War
es richtig, die Wirtschaft und das soziale Leben im gesamten Land wegen
des Coronavirus auf Null zu fahren? „Nein, das war es nicht“, sagt Prof.
Dr. Peter Gaidzik. „Der volkswirtschaftliche und gesellschaftliche
Schaden ist da, aber es ist sehr zweifelhaft, ob der Lockdown für die
rückläufigen Infektionszahlen verantwortlich gemacht werden kann.“
- Medizinrechtler Peter Gaidzik aus Hamm äußert sich zur Corona-Krise
- Er kritisiert das Vorgehen der Politik in der Coronavirus-Bekämpfung
- Gaidzik sagt: „Wir wissen viel zu wenig über dieses Virus“
Hamm – Peter Gaidzik ist approbierter
Arzt und Jurist in einer Person. Er ist als Rechtsanwalt in Hamm tätig,
leitet parallel das Institut für Medizinrecht an der Universität
Witten/Herdecke und ist dort seit 20 Jahren auch geschäftsführendes
Vorstandsmitglied der Ethik-Kommission, die in der Prüfung medizinischer
Forschungsprojekte Erkenntnisgewinn, Nutzen und Risiken zu beurteilen
hat.
Nicht gerade die schlechteste Reputation, um Strategien und Mechanismen während der durch das Coronavirus verursachten Krise zu durchleuchten.

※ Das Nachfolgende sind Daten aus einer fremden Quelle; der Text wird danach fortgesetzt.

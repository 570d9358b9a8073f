//! Configuration resolution for the `undercity` binary.
//!
//! Project-scoped TOML config at `.undercity/config.toml`, resolved with
//! the chain: CLI flag > environment variable > config file > default.

use std::path::PathBuf;

use anyhow::{Context, Result};
use serde::{Deserialize, Serialize};

use undercity_core::agent::command::{CommandAgentRunner, AGENT_CMD_ENV};
use undercity_state::layout::StateLayout;

// -----------------------------------------------------------------------
// Config file types
// -----------------------------------------------------------------------

#[derive(Debug, Default, Serialize, Deserialize)]
pub struct ConfigFile {
    #[serde(default)]
    pub agent: AgentSection,
    #[serde(default)]
    pub grind: GrindSection,
}

#[derive(Debug, Default, Serialize, Deserialize)]
pub struct AgentSection {
    /// Agent command line, e.g. `claude -p --model {model}`.
    pub command: Option<String>,
}

#[derive(Debug, Default, Serialize, Deserialize)]
pub struct GrindSection {
    pub max_concurrent: Option<usize>,
    pub starting_model: Option<String>,
    pub push_on_success: Option<bool>,
    pub review_passes: Option<bool>,
}

// -----------------------------------------------------------------------
// Resolution
// -----------------------------------------------------------------------

/// Find the repository root: explicit flag, else the enclosing git
/// toplevel of the current directory.
pub fn resolve_repo_root(flag: Option<PathBuf>) -> Result<PathBuf> {
    if let Some(path) = flag {
        return Ok(path);
    }
    let cwd = std::env::current_dir().context("cannot determine current directory")?;
    let toplevel = undercity_core::git::git(&cwd, &["rev-parse", "--show-toplevel"])
        .context("not inside a git repository (pass --repo)")?;
    Ok(PathBuf::from(toplevel))
}

/// Load the project config file; a missing file is an empty config.
pub fn load_config(layout: &StateLayout) -> Result<ConfigFile> {
    let path = layout.config_file();
    let contents = match std::fs::read_to_string(&path) {
        Ok(contents) => contents,
        Err(e) if e.kind() == std::io::ErrorKind::NotFound => return Ok(ConfigFile::default()),
        Err(e) => {
            return Err(e)
                .with_context(|| format!("failed to read config file at {}", path.display()));
        }
    };
    toml::from_str(&contents)
        .with_context(|| format!("failed to parse config file at {}", path.display()))
}

/// Resolve the agent runner: `--agent-cmd` flag > `UNDERCITY_AGENT_CMD` >
/// config file > default (`claude -p --model {model}`).
pub fn resolve_runner(flag: Option<&str>, config: &ConfigFile) -> CommandAgentRunner {
    if let Some(cmd) = flag {
        if let Some(runner) = CommandAgentRunner::from_command_line(cmd) {
            return runner;
        }
    }
    if let Ok(cmd) = std::env::var(AGENT_CMD_ENV) {
        if let Some(runner) = CommandAgentRunner::from_command_line(&cmd) {
            return runner;
        }
    }
    if let Some(cmd) = config.agent.command.as_deref() {
        if let Some(runner) = CommandAgentRunner::from_command_line(cmd) {
            return runner;
        }
    }
    CommandAgentRunner::new()
}
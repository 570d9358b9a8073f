//! Stuck-worker supervision: a worker whose checkpoint stops advancing
//! during execute is nudged, then cancelled, and its task is recorded as
//! failed/stuck.

use std::sync::{Arc, Mutex};
use std::time::Duration;

use async_trait::async_trait;
use chrono::Utc;
use tokio_util::sync::CancellationToken;
use uuid::Uuid;

use undercity_core::agent::{AgentError, AgentRequest, AgentResult, AgentRunner};
use undercity_core::health::{HealthMonitor, HealthMonitorConfig, WorkerHandle, WorkerRegistry};
use undercity_core::orchestrator::budget::OpusBudget;
use undercity_core::verify::VerifyRunner;
use undercity_core::worker::briefing::Briefing;
use undercity_core::worker::{Worker, WorkerConfig, WorkerOutcome};
use undercity_core::worktree::WorktreeManager;
use undercity_state::layout::StateLayout;
use undercity_state::models::{ActiveTaskState, ErrorCategory, ModelTier, Task, TaskStatus};
use undercity_state::recovery::RecoveryStore;
use undercity_test_utils::TempRepo;

/// Plans instantly, then hangs in execute until cancelled.
struct HangingAgent;

#[async_trait]
impl AgentRunner for HangingAgent {
    async fn run(&self, request: AgentRequest) -> Result<AgentResult, AgentError> {
        if request.prompt.contains("Do NOT edit any files yet") {
            return Ok(AgentResult {
                text: "1. do the work".into(),
                input_tokens: 1,
                output_tokens: 1,
                duration: Duration::from_millis(1),
            });
        }
        request.cancel.cancelled().await;
        Err(AgentError::Cancelled)
    }
}

#[tokio::test]
async fn stuck_execute_phase_is_nudged_then_killed() {
    let repo = TempRepo::new();
    let worktree_base = tempfile::TempDir::new().unwrap();
    let manager =
        WorktreeManager::new(&repo.path, Some(worktree_base.path().to_path_buf())).unwrap();

    let state_dir = tempfile::TempDir::new().unwrap();
    let layout = StateLayout::for_project(state_dir.path());
    let store = RecoveryStore::open(&layout).unwrap();

    let task = Task::new("hang forever", 5);
    let batch_id = Uuid::new_v4();
    let info = manager.create_worktree(task.id).unwrap();

    store
        .write_active_task(&ActiveTaskState {
            task_id: task.id,
            batch_id,
            objective: task.objective.clone(),
            status: TaskStatus::InProgress,
            branch: info.branch.clone(),
            worktree_path: Some(info.path.clone()),
            model: ModelTier::Sonnet,
            started_at: Utc::now(),
        })
        .unwrap();

    let registry = WorkerRegistry::new();
    let (nudge_tx, nudge_rx) = tokio::sync::mpsc::channel(4);
    let cancel = CancellationToken::new();
    registry.register(WorkerHandle {
        task_id: task.id,
        batch_id,
        nudge: nudge_tx,
        cancel: cancel.clone(),
    });

    let worker = Worker {
        task: task.clone(),
        briefing: Briefing::default(),
        worktree_path: info.path.clone(),
        base_sha: info.base_sha.clone(),
        config: WorkerConfig {
            starting_tier: ModelTier::Sonnet,
            review_passes: false,
            agent_timeout: Duration::from_secs(60),
            ..WorkerConfig::default()
        },
        runner: Arc::new(HangingAgent),
        store: store.clone(),
        verify: VerifyRunner::with_commands(vec![]),
        cancel,
        nudges: nudge_rx,
        opus_budget: Arc::new(Mutex::new(OpusBudget::new())),
    };
    let worker_handle = tokio::spawn(worker.run());

    // Give the worker time to write its execute checkpoint and hang.
    tokio::time::sleep(Duration::from_millis(200)).await;

    let mut monitor = HealthMonitor::new(
        store.clone(),
        registry.clone(),
        HealthMonitorConfig {
            tick: Duration::from_millis(20),
            stuck_threshold: Duration::from_millis(0),
            max_recovery_attempts: 1,
            kill_grace: Duration::from_millis(50),
        },
    );

    // Tick until the monitor cancels the worker (baseline, nudge,
    // cancel).
    let mut cancelled = false;
    for _ in 0..10 {
        let actions = monitor.check_once().await;
        if actions
            .iter()
            .any(|a| matches!(a, undercity_core::health::HealthAction::Cancelled(_)))
        {
            cancelled = true;
            break;
        }
        tokio::time::sleep(Duration::from_millis(30)).await;
    }
    assert!(cancelled, "monitor must cancel the hung worker");

    // The worker observes the cancellation and reports stuck.
    let report = worker_handle.await.unwrap();
    match report.outcome {
        WorkerOutcome::Failed { category, .. } => {
            assert_eq!(category, ErrorCategory::Stuck);
        }
        other => panic!("expected Failed, got {other:?}"),
    }
}
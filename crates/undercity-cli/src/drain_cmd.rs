//! `undercity drain`: cooperative shutdown signal.
//!
//! Drops (or lifts) the drain marker file. A running grind checks the
//! marker before each admission: no new batches start, in-flight workers
//! finish.

use anyhow::{Context, Result};

use undercity_state::layout::StateLayout;

use crate::EXIT_OK;

pub fn run(layout: &StateLayout, lift: bool) -> Result<u8> {
    let marker = layout.drain_file();
    if lift {
        match std::fs::remove_file(&marker) {
            Ok(()) => println!("Drain lifted."),
            Err(e) if e.kind() == std::io::ErrorKind::NotFound => {
                println!("No drain was requested.");
            }
            Err(e) => return Err(e).context("failed to remove drain marker"),
        }
        return Ok(EXIT_OK);
    }

    std::fs::write(&marker, b"drain\n").context("failed to write drain marker")?;
    println!("Drain requested: no new batches will be admitted; in-flight workers will finish.");
    Ok(EXIT_OK)
}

Coronavirus in NRW: Intensiv mit wissenschaftlicher Literatur befasst
Statt Vorträge zu halten und
Kongresse zu bereisen hat sich Gaidzik, wie er sagt, notgedrungen in den
vergangenen Wochen und Monaten intensiv mit der wissenschaftlichen
Literatur zu Covid-19 beschäftigen können.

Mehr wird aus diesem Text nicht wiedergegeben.